Records to process:
● ● ● ●
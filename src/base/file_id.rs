//! File identifiers for tracking source files.

use std::fmt;

/// An interned identifier for a source file.
///
/// `FileId` is a lightweight handle (just a u32) that uniquely identifies
/// one source file inside a [`SourceIndex`](crate::hir::SourceIndex). The
/// path and contents are stored there, not here.
///
/// Using `FileId` instead of `PathBuf` throughout the codebase:
/// - Makes comparisons O(1) instead of O(n)
/// - Reduces memory usage (4 bytes vs ~24+ bytes)
/// - Enables cheap copying and hashing
#[derive(Copy, Clone, Eq, PartialEq, Hash, Ord, PartialOrd)]
pub struct FileId(pub u32);

impl FileId {
    /// Create a new FileId from a raw index.
    #[inline]
    pub const fn new(id: u32) -> Self {
        Self(id)
    }

    /// Get the raw index.
    #[inline]
    pub const fn index(self) -> u32 {
        self.0
    }
}

impl fmt::Debug for FileId {
    fn fmt(&self, f: &mut fmt::Formatter<'_>) -> fmt::Result {
        write!(f, "FileId({})", self.0)
    }
}

impl fmt::Display for FileId {
    fn fmt(&self, f: &mut fmt::Formatter<'_>) -> fmt::Result {
        write!(f, "file#{}", self.0)
    }
}

impl From<u32> for FileId {
    #[inline]
    fn from(id: u32) -> Self {
        Self(id)
    }
}

impl From<FileId> for u32 {
    #[inline]
    fn from(id: FileId) -> Self {
        id.0
    }
}

#[cfg(test)]
mod tests {
    use super::*;

    #[test]
    fn test_file_id_equality() {
        let a = FileId::new(1);
        let b = FileId::new(1);
        let c = FileId::new(2);

        assert_eq!(a, b);
        assert_ne!(a, c);
    }

    #[test]
    fn test_file_id_hash() {
        use std::collections::HashSet;

        let mut set = HashSet::new();
        set.insert(FileId::new(1));
        set.insert(FileId::new(2));
        set.insert(FileId::new(1)); // duplicate

        assert_eq!(set.len(), 2);
    }

    #[test]
    fn test_file_id_size() {
        assert_eq!(std::mem::size_of::<FileId>(), 4);
    }
}
//! Semantic layer on top of the syntax trees.
//!
//! [`SourceIndex`] owns the parsed files and maps them into one shared
//! byte-offset space. [`Package`] groups the files of one directory that
//! share a `package` clause. [`Resolver`] walks scopes built on demand
//! along the ancestor chain of a queried identifier, and [`refine`]
//! narrows a resolved declaration node down to the declared name itself.

pub mod package;
pub mod refine;
pub mod resolve;
pub mod source;

pub use package::Package;
pub use refine::refine;
pub use resolve::{DeclSite, ResolveFailure, Resolver, Scope, ScopeKind};
pub use source::{FilePosition, SourceIndex};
● ● ● ●
What is required: Report each line of the data in which "refine" occurs.

Result of this exercise:
//! along the ancestor chain of a queried identifier, and [`refine`]
pub mod refine;
pub use refine::refine;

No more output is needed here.